Bostrom is assuming there's a thing called "computation" which is somehow a fully-specified solved problem. (It isn't).
Worse, he's also assuming that this "computation" can somehow simulate something called "consciousness" - which unfortunately for him, is nowhere near to having the formal rigorous definition that "computation" as we know it today would require.
And finally after all that, you get something which is subjectively indistinguishable from life itself.
Well - obviously. If you don't define any of your terms and assume your argument is correct because you don't show your working or get into specifics, you can argue whatever you like.
nope, the other way around. Thinking you can 'get' anything from computation is religious thinking, because it introduces a sort of dualism. As the author correctly points out, computation is not a 'thing that 'does' anything, it's a label for a subjective observation about a state of physical matter.
Taking the naturalistic position is to accept that matter is all there is. Consciousness is not divorced from the stuff it is made out of, and cannot be abstracted into some cloud of computation. It is a sort enlightenment era rationalism gone wrong which is also why it's so popular among folks in this industry. It actually comes with its own theology while we're at it. (Immortality, raising the dead, final judgement, and so on).
A person computes consciousness no more than a falling pen computes gravity. Even a literal computer does not 'compute' anything other than in the sense that human observers impose meaning on a bunch of electrons buzzing around, and the language makes sense to explain how it works.
Notwithstanding the problems pointed out with specific thought experiments, the author doesn't seem to realize that all things are computation. Every biological, chemical, and physical process is, at the end of the day, itself a product of the computation of various mathematical principles. Invoking XKCD as the author does, it's the classic "$X is just applied $Y" chain, with mathematics being the final $Y.
Given this, consciousness must be computation, because everything else is computation. The author rejects this not because his definition of computation is too broad (as he asserts to be the principal objection to the viewpoint he describes), but because it's too narrow.
> The assertion that you cannot get there from computation implies there is a currently non understood yet essential piece of physics(I assume, but I do not know) which doesn't fall under "computation"
This conflates "computation" with "physics". I think even the OP doesn't do that, since it allows for the possibility that non-computational physical processes could lead to consciousness, even derived from computational efforts.
To me this is the crux of the problem with that argument, though. The definition of "computation" here seems to be designed to get to this answer. It includes all physical processes that are not like consciousness and excludes all physical processes that are like consciousness, and on top of that presumes that humans consciousness isn't "deterministic", which to me is a difficult proposition to prove since human brains are never not being bombarded with stimuli, so creating two "runs" of the same brain is essentially impossible.

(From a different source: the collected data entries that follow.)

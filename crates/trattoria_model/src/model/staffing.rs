use chrono::Utc;
use trattoria_foundation::{EntityId, EntityRef, Error, Result};
use trattoria_storage::{Guard, Registry};

use super::Model;
use crate::menu::Ingredient;
use crate::orders::Payment;
use crate::rel::Rel;
use crate::staff::{RoleTag, Staff, StaffDraft};
use crate::status::{PaymentStatus, Status};
use crate::venue::Table;

impl Model {
    /// Validates a draft and adds the staff member.
    ///
    /// # Errors
    ///
    /// Returns a validation error from [`StaffDraft::build`], or
    /// `IdentityConflict` if the identity is taken.
    pub fn hire(&mut self, draft: StaffDraft) -> Result<EntityId> {
        let staff = draft.build()?;
        self.insert(staff)
    }

    /// Edits a staff member through their draft form.
    ///
    /// The edited draft is validated again. The change is refused if it
    /// would break the manager hierarchy: the staff member must still be
    /// able to manage everyone they manage, and their own manager must
    /// still be able to manage them.
    ///
    /// # Errors
    ///
    /// Returns a validation error for an invalid draft or a changed
    /// identity, or an association error for a broken hierarchy.
    pub fn update_staff(&mut self, id: EntityId, edit: impl FnOnce(&mut StaffDraft)) -> Result<()> {
        let mut draft = self.require::<Staff>(id)?.draft();
        edit(&mut draft);
        let updated = draft.build()?;
        if updated.id != id {
            return Err(Error::validation("id", "identity cannot change"));
        }

        let node = Registry::<Staff>::node(id);
        for subordinate in self.links.sources(node, Rel::ManagedBy) {
            updated.ensure_manages(self.require::<Staff>(subordinate.id)?)?;
        }
        if let Some(manager) = self.links.target(node, Rel::ManagedBy) {
            self.require::<Staff>(manager.id)?.ensure_manages(&updated)?;
        }

        self.modify(id, |staff: &mut Staff| {
            *staff = updated;
            Ok(())
        })
    }

    /// Makes `manager` the manager of `subordinate`.
    ///
    /// A previous manager is replaced. If the manager's rank does not allow
    /// it nothing changes; if the new link fails for another reason the
    /// subordinate is left without a manager.
    ///
    /// # Errors
    ///
    /// Returns `EntityNotFound` for an unknown staff member, or an
    /// association error naming who "cannot manage" whom, a self-relation,
    /// or an existing identical link.
    pub fn add_managed_staff(&mut self, manager: EntityId, subordinate: EntityId) -> Result<()> {
        let manager_node = self.live::<Staff>(manager)?;
        let subordinate_node = self.live::<Staff>(subordinate)?;

        let staff = &self.extents.staff;
        let rank = |source: EntityRef, target: EntityRef| -> Result<()> {
            staff.require(target.id)?.ensure_manages(staff.require(source.id)?)
        };

        // Rank failures keep the current manager in place.
        if manager != subordinate {
            rank(subordinate_node, manager_node)?;
        }
        let guard: Guard<'_> = &rank;
        self.links
            .reassign(subordinate_node, Rel::ManagedBy, manager_node, Some(guard))
    }

    /// Detaches `subordinate` from `manager`.
    ///
    /// # Errors
    ///
    /// Returns an association error if `manager` does not manage `subordinate`.
    pub fn remove_managed_staff(&mut self, manager: EntityId, subordinate: EntityId) -> Result<()> {
        self.links.unlink(
            Registry::<Staff>::node(subordinate),
            Rel::ManagedBy,
            Registry::<Staff>::node(manager),
        )
    }

    /// Returns the manager of a staff member.
    #[must_use]
    pub fn manager_of(&self, staff: EntityId) -> Option<EntityId> {
        self.links
            .target(Registry::<Staff>::node(staff), Rel::ManagedBy)
            .map(|node| node.id)
    }

    /// Returns the staff managed by `manager`, in the order they were added.
    #[must_use]
    pub fn managed_staff(&self, manager: EntityId) -> Vec<EntityId> {
        self.sources(Registry::<Staff>::node(manager), Rel::ManagedBy)
    }

    /// A manager hires a new staff member.
    ///
    /// # Errors
    ///
    /// Returns a validation error if `manager` is not a manager, or any
    /// error from [`Model::hire`].
    pub fn hire_staff(&mut self, manager: EntityId, draft: StaffDraft) -> Result<EntityId> {
        let name = self.staff_in_role(manager, RoleTag::Manager)?.last_name.clone();
        let hired = self.hire(draft)?;
        self.notify(&format!("Manager {name} is hiring staff."));
        Ok(hired)
    }

    /// A manager lets a staff member go, deleting them and their shifts.
    ///
    /// # Errors
    ///
    /// Returns a validation error if `manager` is not a manager, an
    /// association error if a manager tries to fire themselves, or
    /// `EntityNotFound` for an unknown staff member.
    pub fn fire_staff(&mut self, manager: EntityId, staff: EntityId) -> Result<()> {
        let name = self.staff_in_role(manager, RoleTag::Manager)?.last_name.clone();
        if manager == staff {
            return Err(Error::association(format!(
                "manager {name} cannot fire themselves"
            )));
        }
        self.delete::<Staff>(staff)?;
        self.notify(&format!("Manager {name} is firing staff."));
        Ok(())
    }

    /// A cashier settles a pending payment.
    ///
    /// # Errors
    ///
    /// Returns a validation error if `cashier` is not a cashier or the
    /// payment is no longer pending.
    pub fn receive_payment(&mut self, cashier: EntityId, payment: EntityId) -> Result<()> {
        let name = self.staff_in_role(cashier, RoleTag::Cashier)?.last_name.clone();
        self.modify(payment, |p: &mut Payment| {
            p.status = p.status.advance(PaymentStatus::Completed)?;
            p.paid_at = Some(Utc::now());
            Ok(())
        })?;
        self.notify(&format!("Cashier {name} is receiving payment."));
        Ok(())
    }

    /// A cashier refunds a pending payment.
    ///
    /// # Errors
    ///
    /// Returns a validation error if `cashier` is not a cashier or the
    /// payment is no longer pending.
    pub fn issue_refund(&mut self, cashier: EntityId, payment: EntityId) -> Result<()> {
        let name = self.staff_in_role(cashier, RoleTag::Cashier)?.last_name.clone();
        self.modify(payment, |p: &mut Payment| {
            p.status = p.status.advance(PaymentStatus::Refunded)?;
            Ok(())
        })?;
        self.notify(&format!("Cashier {name} is issuing a refund."));
        Ok(())
    }

    /// The head chef draws on an ingredient from the inventory.
    ///
    /// # Errors
    ///
    /// Returns a validation error if `head_chef` is not a head chef, or
    /// `EntityNotFound` for an unknown ingredient.
    pub fn manage_inventory(&mut self, head_chef: EntityId, ingredient: EntityId) -> Result<()> {
        let name = self.staff_in_role(head_chef, RoleTag::HeadChef)?.last_name.clone();
        self.modify(ingredient, |i: &mut Ingredient| {
            i.times_used = i.times_used.saturating_add(1);
            Ok(())
        })?;
        self.notify(&format!("Head Chef {name} is managing inventory."));
        Ok(())
    }

    /// A waiter seats a customer at a table.
    ///
    /// Returns `false` and leaves the table alone if it is already occupied.
    ///
    /// # Errors
    ///
    /// Returns a validation error if `waiter` is not a waiter, or
    /// `EntityNotFound` for an unknown table.
    pub fn seat_customer(&mut self, waiter: EntityId, table: EntityId) -> Result<bool> {
        self.staff_in_role(waiter, RoleTag::Waiter)?;
        let number = self.require::<Table>(table)?.number;
        if self.require::<Table>(table)?.occupied {
            self.notify(&format!("Table {number} is occupied."));
            return Ok(false);
        }
        self.modify(table, |t: &mut Table| {
            t.occupied = true;
            Ok(())
        })?;
        self.notify(&format!("Customer seated at table {number}."));
        Ok(true)
    }

    fn staff_in_role(&self, id: EntityId, role: RoleTag) -> Result<&Staff> {
        let staff = self.require::<Staff>(id)?;
        if staff.role.tag() == role {
            Ok(staff)
        } else {
            Err(Error::validation(
                "role",
                format!("{} is not a {role}", staff.describe()),
            ))
        }
    }
}
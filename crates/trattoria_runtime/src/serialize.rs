//! Model serialization and deserialization using `MessagePack`.
//!
//! A model is saved as one blob per entity kind. Each blob is the kind's
//! list of stored records, encoded with field names.

use std::collections::BTreeMap;

use serde::Serialize;
use serde::de::DeserializeOwned;
use trattoria_foundation::{Error, ErrorContext, ErrorKind, Result};
use trattoria_model::{Extents, HasExtent, KindVisitor, Model, Persisted, Rebuild, StoredRecord};

/// Serializes a value to bytes using `MessagePack` format.
///
/// Uses named serialization to preserve struct field names.
///
/// # Errors
///
/// Returns an error if serialization fails.
pub fn to_bytes<T: Serialize + ?Sized>(value: &T) -> Result<Vec<u8>> {
    rmp_serde::to_vec_named(value)
        .map_err(|e| Error::new(ErrorKind::Serialization(e.to_string())))
}

/// Deserializes a value from `MessagePack` bytes.
///
/// # Errors
///
/// Returns an error if deserialization fails.
pub fn from_bytes<T: DeserializeOwned>(bytes: &[u8]) -> Result<T> {
    rmp_serde::from_slice(bytes).map_err(|e| Error::new(ErrorKind::Serialization(e.to_string())))
}

/// Encoded extents, keyed by kind name.
#[derive(Clone, Debug, Default, PartialEq, Eq)]
pub struct Archive {
    blobs: BTreeMap<String, Vec<u8>>,
}

impl Archive {
    /// Creates an empty archive.
    #[must_use]
    pub fn new() -> Self {
        Self::default()
    }

    /// Encodes every extent of a model, including empty ones.
    ///
    /// # Errors
    ///
    /// Returns an error if serialization fails.
    pub fn save(model: &Model) -> Result<Self> {
        let mut encoder = Encoder {
            model,
            only: None,
            archive: Self::new(),
        };
        Extents::visit(&mut encoder)?;
        Ok(encoder.archive)
    }

    /// Encodes a single extent.
    ///
    /// # Errors
    ///
    /// Returns `NotFound` for an unknown kind, or an error if serialization
    /// fails.
    pub fn save_extent(model: &Model, kind: &str) -> Result<Vec<u8>> {
        let mut encoder = Encoder {
            model,
            only: Some(kind),
            archive: Self::new(),
        };
        Extents::visit(&mut encoder)?;
        encoder
            .archive
            .blobs
            .remove(kind)
            .ok_or_else(|| Error::not_found(format!("no extent named {kind}")))
    }

    /// Rebuilds a model from the archive.
    ///
    /// A kind without a blob loads as an empty extent.
    ///
    /// # Errors
    ///
    /// Returns `CorruptData` for a blob of an unknown kind or a broken
    /// graph, a serialization error for an undecodable blob, or any error
    /// from restoring the records.
    pub fn load(&self) -> Result<Model> {
        if let Some(kind) = self.kinds().find(|kind| !Extents::KINDS.contains(kind)) {
            return Err(Error::corrupt(format!("unknown extent {kind}")));
        }

        let mut decoder = Decoder {
            archive: self,
            rebuild: Rebuild::new(),
        };
        Extents::visit(&mut decoder)?;
        decoder.rebuild.finish()
    }

    /// Stores a blob, replacing any previous one for the kind.
    pub fn insert(&mut self, kind: impl Into<String>, blob: Vec<u8>) {
        self.blobs.insert(kind.into(), blob);
    }

    /// Returns the blob for a kind.
    #[must_use]
    pub fn get(&self, kind: &str) -> Option<&[u8]> {
        self.blobs.get(kind).map(Vec::as_slice)
    }

    /// Iterates kind names in sorted order.
    pub fn kinds(&self) -> impl Iterator<Item = &str> + '_ {
        self.blobs.keys().map(String::as_str)
    }

    /// Iterates `(kind, blob)` pairs in sorted order.
    pub fn iter(&self) -> impl Iterator<Item = (&str, &[u8])> + '_ {
        self.blobs.iter().map(|(k, v)| (k.as_str(), v.as_slice()))
    }

    /// Returns the number of blobs.
    #[must_use]
    pub fn len(&self) -> usize {
        self.blobs.len()
    }

    /// Returns true if the archive holds no blobs.
    #[must_use]
    pub fn is_empty(&self) -> bool {
        self.blobs.is_empty()
    }
}

struct Encoder<'a> {
    model: &'a Model,
    only: Option<&'a str>,
    archive: Archive,
}

impl KindVisitor for Encoder<'_> {
    fn visit<T>(&mut self) -> Result<()>
    where
        T: Persisted,
        Extents: HasExtent<T>,
    {
        if self.only.is_some_and(|kind| kind != T::KIND) {
            return Ok(());
        }
        let records = self.model.export::<T>();
        let blob = to_bytes(&records)?;
        tracing::debug!(kind = T::KIND, records = records.len(), bytes = blob.len(), "saved extent");
        self.archive.insert(T::KIND, blob);
        Ok(())
    }
}

struct Decoder<'a> {
    archive: &'a Archive,
    rebuild: Rebuild,
}

impl KindVisitor for Decoder<'_> {
    fn visit<T>(&mut self) -> Result<()>
    where
        T: Persisted,
        Extents: HasExtent<T>,
    {
        let records: Vec<StoredRecord<T::Stored>> = match self.archive.get(T::KIND) {
            Some(blob) => from_bytes(blob).map_err(|e| {
                e.with_context(
                    ErrorContext::new()
                        .with_operation("load")
                        .with_frame(format!("extent {}", T::KIND)),
                )
            })?,
            None => Vec::new(),
        };
        tracing::debug!(kind = T::KIND, records = records.len(), "loaded extent");
        self.rebuild.restore::<T>(records)
    }
}
//! Measure grouping and rhythm quantization.
//!
//! Events bucket into measures between detected barlines. Within a
//! measure, events that share an x column sound together and advance
//! time by the shortest duration in the column. A measure whose total
//! drifts from the time signature is rescaled and re-snapped, except
//! for the first and last measures (pickup and final bars are allowed
//! to be short).

use crate::error::ScanError;
use crate::score::{Duration, Measure, RestKind, Score, ScoreEvent};

use super::constants::*;

/// Quantize event durations in place, then build `score.measures`.
pub fn group_and_quantize(score: &mut Score) -> Result<(), ScanError> {
    let expected = score.metadata.time_signature.beats_per_measure();

    for staff_index in 0..score.metadata.staves.len() {
        let (_, buckets) = staff_buckets(score, staff_index);
        let last_with_events = buckets.iter().rposition(|b| !b.is_empty()).unwrap_or(0);
        for (measure_index, bucket) in buckets.iter().enumerate() {
            // Pickup and final bars are exempt from quantization.
            if bucket.is_empty() || measure_index == 0 || measure_index == last_with_events {
                continue;
            }
            quantize_measure(score, bucket, expected)?;
        }
    }

    build_measures(score);
    Ok(())
}

/// Re-derive `score.measures` from the current event list. Called
/// again after repeat expansion, which renumbers every event.
pub fn build_measures(score: &mut Score) {
    let mut measures: Vec<Measure> = Vec::new();
    for staff_index in 0..score.metadata.staves.len() {
        let (bar_xs, buckets) = staff_buckets(score, staff_index);
        for (measure_index, bucket) in buckets.into_iter().enumerate() {
            if bucket.is_empty() {
                continue;
            }
            measures.push(Measure {
                measure_index,
                staff_index,
                events: bucket,
                left: if measure_index == 0 { 0 } else { bar_xs[measure_index - 1] },
                right: bar_xs.get(measure_index).copied(),
            });
        }
    }
    measures.sort_by_key(|m| (m.staff_index, m.measure_index));
    score.measures = measures;
}

/// Per-staff barline positions and the event-index bucket between each
/// pair of boundaries.
fn staff_buckets(score: &Score, staff_index: usize) -> (Vec<u32>, Vec<Vec<usize>>) {
    let mut bar_xs: Vec<u32> = score
        .metadata
        .barlines
        .iter()
        .filter(|b| b.staff_index == staff_index)
        .map(|b| b.x)
        .collect();
    bar_xs.sort_unstable();

    let mut buckets: Vec<Vec<usize>> = vec![Vec::new(); bar_xs.len() + 1];
    for (idx, event) in score.events.iter().enumerate() {
        if event.staff_index() != staff_index {
            continue;
        }
        let measure = bar_xs.partition_point(|&bx| bx <= event.x());
        buckets[measure].push(idx);
    }
    (bar_xs, buckets)
}

/// Column grouping: events of one measure within
/// `BEAT_COLUMN_TOLERANCE_PX` of each other sound simultaneously.
fn beat_columns(score: &Score, bucket: &[usize]) -> Vec<Vec<usize>> {
    let mut sorted: Vec<usize> = bucket.to_vec();
    sorted.sort_by_key(|&i| score.events[i].x());

    let mut columns: Vec<Vec<usize>> = Vec::new();
    for idx in sorted {
        match columns.last_mut() {
            Some(column)
                if score.events[idx].x()
                    - score.events[*column.first().unwrap()].x()
                    <= BEAT_COLUMN_TOLERANCE_PX =>
            {
                column.push(idx)
            }
            _ => columns.push(vec![idx]),
        }
    }
    columns
}

/// Shortest-voice-advances time: a column's beat contribution is the
/// minimum duration it holds.
fn measure_beats(score: &Score, bucket: &[usize]) -> f32 {
    beat_columns(score, bucket)
        .iter()
        .map(|column| {
            column
                .iter()
                .map(|&i| score.events[i].beats())
                .fold(f32::INFINITY, f32::min)
        })
        .sum()
}

fn quantize_measure(score: &mut Score, bucket: &[usize], expected: f32) -> Result<(), ScanError> {
    let actual = measure_beats(score, bucket);
    if actual <= 0.0 || (actual - expected).abs() <= QUANT_TOLERANCE_BEATS {
        return Ok(());
    }

    log::debug!(
        "quantizing measure: {actual:.2} beats against expected {expected:.2}"
    );
    let ratio = expected / actual;
    for &idx in bucket {
        scale_event(&mut score.events[idx], ratio);
    }

    // Residual lands on the last non-tied event of the last column.
    let residual = expected - measure_beats(score, bucket);
    if residual.abs() > 0.01 {
        if let Some(&target) = beat_columns(score, bucket)
            .last()
            .and_then(|column| {
                column.iter().rev().find(|&&i| match &score.events[i] {
                    ScoreEvent::Note(n) => n.tied_beats.is_none(),
                    ScoreEvent::Rest(_) => true,
                })
            })
        {
            let event = &mut score.events[target];
            let corrected = (event.beats() + residual).max(0.0625);
            set_event_beats(event, corrected);
        }
    }

    let residual = (expected - measure_beats(score, bucket)).abs();
    if residual > 0.5 {
        return Err(ScanError::InvariantViolated(format!(
            "quantization residual {residual:.2} beats"
        )));
    }
    Ok(())
}

/// Scale an event's duration and snap it back to the allowed set.
fn scale_event(event: &mut ScoreEvent, ratio: f32) {
    match event {
        ScoreEvent::Note(note) => {
            if let Some(tied) = note.tied_beats {
                // A collapsed tie keeps an exact beat value.
                note.tied_beats = Some(tied * ratio);
                let (duration, dotted) = Duration::closest(tied * ratio);
                note.duration = duration;
                note.dotted = dotted;
            } else {
                let (duration, dotted) = Duration::closest(note.beats() * ratio);
                note.duration = duration;
                note.dotted = dotted;
            }
        }
        ScoreEvent::Rest(rest) => {
            let (kind, dotted) = closest_rest(rest.beats() * ratio);
            rest.kind = kind;
            rest.dotted = dotted;
        }
    }
}

/// Force an exact beat value onto an event. Notes keep the value in
/// the beats override so the measure sums exactly; the printed label
/// stays the nearest named duration.
fn set_event_beats(event: &mut ScoreEvent, beats: f32) {
    match event {
        ScoreEvent::Note(note) => {
            let (duration, dotted) = Duration::closest(beats);
            note.duration = duration;
            note.dotted = dotted;
            let named = duration.base_beats() * if dotted { 1.5 } else { 1.0 };
            note.tied_beats = if (named - beats).abs() > 1e-3 { Some(beats) } else { None };
        }
        ScoreEvent::Rest(rest) => {
            let (kind, dotted) = closest_rest(beats);
            rest.kind = kind;
            rest.dotted = dotted;
        }
    }
}

fn closest_rest(beats: f32) -> (RestKind, bool) {
    const KINDS: [RestKind; 5] = [
        RestKind::Whole,
        RestKind::Half,
        RestKind::Quarter,
        RestKind::Eighth,
        RestKind::Sixteenth,
    ];
    let mut best = (RestKind::Quarter, false);
    let mut best_err = f32::INFINITY;
    for kind in KINDS {
        for dotted in [false, true] {
            let value = kind.base_beats() * if dotted { 1.5 } else { 1.0 };
            let err = (beats - value).abs();
            if err < best_err {
                best_err = err;
                best = (kind, dotted);
            }
        }
    }
    best
}
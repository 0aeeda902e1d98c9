//! Shared helpers for the integration tests: a painter that engraves
//! synthetic pages and encodes them for the pipeline, plus a WAV
//! sample decoder.

use image::{Rgb, RgbImage};

/// Draws engraving primitives onto a white page and encodes the result
/// as PNG bytes for `process_sheet`.
pub struct PagePainter {
    img: RgbImage,
}

#[allow(dead_code)]
impl PagePainter {
    pub fn new(width: u32, height: u32) -> Self {
        Self { img: RgbImage::from_pixel(width, height, Rgb([255, 255, 255])) }
    }

    fn set(&mut self, x: i64, y: i64) {
        if x >= 0 && y >= 0 && (x as u32) < self.img.width() && (y as u32) < self.img.height() {
            self.img.put_pixel(x as u32, y as u32, Rgb([0, 0, 0]));
        }
    }

    /// Five staff lines of 2 px thickness starting at `top`. The
    /// detector reports each line at its run midpoint, one pixel below
    /// `top`.
    pub fn staff(&mut self, top: i64, spacing: i64) {
        let width = self.img.width() as i64;
        for line in 0..5 {
            self.hline(20, width - 20, top + line * spacing, 2);
        }
    }

    pub fn hline(&mut self, x0: i64, x1: i64, y: i64, thickness: i64) {
        for yy in y..y + thickness {
            for x in x0..x1 {
                self.set(x, yy);
            }
        }
    }

    pub fn vline(&mut self, x: i64, y0: i64, y1: i64, thickness: i64) {
        for xx in x..x + thickness {
            for y in y0..y1 {
                self.set(xx, y);
            }
        }
    }

    /// Solid notehead.
    pub fn filled_head(&mut self, cx: f32, cy: f32) {
        self.filled_ellipse(cx, cy, 7.5, 5.5);
    }

    /// Hollow (half/whole) notehead.
    pub fn hollow_head(&mut self, cx: f32, cy: f32) {
        self.ellipse_ring(cx, cy, 7.7, 5.6, 4.9, 3.1);
    }

    /// Up-stem on the right side of a head, reaching three spacings.
    pub fn stem_up(&mut self, head_x: i64, head_y: i64) {
        self.vline(head_x + 6, head_y - 42, head_y + 1, 2);
    }

    pub fn filled_ellipse(&mut self, cx: f32, cy: f32, rx: f32, ry: f32) {
        for y in (cy - ry).floor() as i64..=(cy + ry).ceil() as i64 {
            for x in (cx - rx).floor() as i64..=(cx + rx).ceil() as i64 {
                let nx = (x as f32 - cx) / rx;
                let ny = (y as f32 - cy) / ry;
                if nx * nx + ny * ny <= 1.0 {
                    self.set(x, y);
                }
            }
        }
    }

    pub fn ellipse_ring(&mut self, cx: f32, cy: f32, rx: f32, ry: f32, hole_rx: f32, hole_ry: f32) {
        for y in (cy - ry).floor() as i64..=(cy + ry).ceil() as i64 {
            for x in (cx - rx).floor() as i64..=(cx + rx).ceil() as i64 {
                let nx = (x as f32 - cx) / rx;
                let ny = (y as f32 - cy) / ry;
                let hx = (x as f32 - cx) / hole_rx;
                let hy = (y as f32 - cy) / hole_ry;
                if nx * nx + ny * ny <= 1.0 && hx * hx + hy * hy > 1.0 {
                    self.set(x, y);
                }
            }
        }
    }

    pub fn to_png(&self) -> Vec<u8> {
        let mut buf = std::io::Cursor::new(Vec::new());
        self.img
            .write_to(&mut buf, image::ImageFormat::Png)
            .expect("PNG encode");
        buf.into_inner()
    }
}

/// Decode the i16 samples from canonical WAV bytes.
#[allow(dead_code)]
pub fn wav_samples(wav: &[u8]) -> Vec<i16> {
    assert!(wav.len() >= 44, "WAV shorter than its header");
    wav[44..]
        .chunks_exact(2)
        .map(|pair| i16::from_le_bytes([pair[0], pair[1]]))
        .collect()
}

Like trying to add 1+1 on a computer that's sitting in a big burst of cosmic rays twice.
> The argument seems to be that beyond a certain level of complexity you'll somehow automatically get consciousness.
I agree with much of what you say but not with this statement. That would be a silly argument since it's very easy to imagine algorithms of arbitrary complexity that are trivially not conscious. A better argument for computationalism states that (1) consciousness could be an emergent property of certain algorithms when they are running on a computational device, and (2) among all known explanations of consciousness, a computational theory seems to be the overall best theory, especially if compatibility with contemporary physics is a goal.
The article lays out one incorrect standard argument against (1) that basically just says that it's hard to imagine (1) and therefore (1) is not possible. The Chinese room and the Chinese brain arguments do the same, and they are equally flawed. Just because something is hard to imagine or comprehend doesn't imply that it isn't the case. In fact, if consciousness is an emergent property of certain algorithms when they run, then it is clear that their workings are hard to understand. That's reasonably clear because otherwise we would already have found them.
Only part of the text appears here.